I also think that the advent of ebooks is a complete game-changer and I want to be in on it. All my instincts are telling me that if I can just get a foot in the door at the right moment, it may be that I can go part-time with the day-job, or even go onto writing full-time and really put a bit or work into my writing. I think ebooks are going to go as far as mp3s have, and I think if you can make a name as someone whose books have been edited, proofed, properly formatted with a full active Table of Contents, and all the other technical quirks required by Kindle, Apple and the rest; if you can do that NOW while the market is in its early days, then the possibilities are very good. So that’s what I aim to do; to make my books as professional as anything you might find in a bookshop or from a trad publisher. (Of course, all I have to do now is magically find an extra couple of hours in every day, but that’s by the by!)
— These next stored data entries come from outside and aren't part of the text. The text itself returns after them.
use std::io;

use thiserror::Error;

pub type Result<T> = std::result::Result<T, Error>;

/// Everything that can terminate a patch, flash, or check operation.
/// There is no retry logic anywhere; every variant is a terminal outcome
/// for the operation that produced it.
#[derive(Debug, Error)]
pub enum Error {
    #[error("failed to {op} {path}")]
    Io {
        op: &'static str,
        path: String,
        #[source]
        source: io::Error,
    },

    #[error("no known signature-check pattern found in aboot")]
    PatternNotFound,

    #[error("aboot matched a known pattern at {address:#010x}, but no catalog entry covers it")]
    UnsupportedTarget { address: u32 },

    #[error("invalid image: {0}")]
    InvalidImage(&'static str),

    #[error("relocated address {address:#010x} maps outside the aboot window")]
    AddressOutOfRange { address: u32 },

    #[error("short write to {path}")]
    WriteFailed {
        path: String,
        #[source]
        source: io::Error,
    },

    #[error("shellcode template is corrupt: placeholder marker missing")]
    ShellcodeGeneration,

    #[error("malformed target catalog")]
    Catalog(#[from] toml::de::Error),
}

impl Error {
    pub(crate) fn io(op: &'static str, path: impl Into<String>, source: io::Error) -> Self {
        Error::Io {
            op,
            path: path.into(),
            source,
        }
    }
}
A year from now, my sister’s friend and I will be coming back to take stock of progress. You can’t really draw direct comparisons, of course, but it will be really interesting to see how each of us fares. It may be that she is agented up, with a contract and the first hardcopies rolling off the press and hitting the shelves at bookshops across the country, while I am still lurking on Twitter saying “Anyone want to buy a book?!”; or it may be that my ebooks are flying off virtual shelves to the extent that my hardcopies will be merrily rolling off the POD printers, who knows?


At all events, I think it’s going to be fun – hard work, granted, but hopefully fun too – finding out.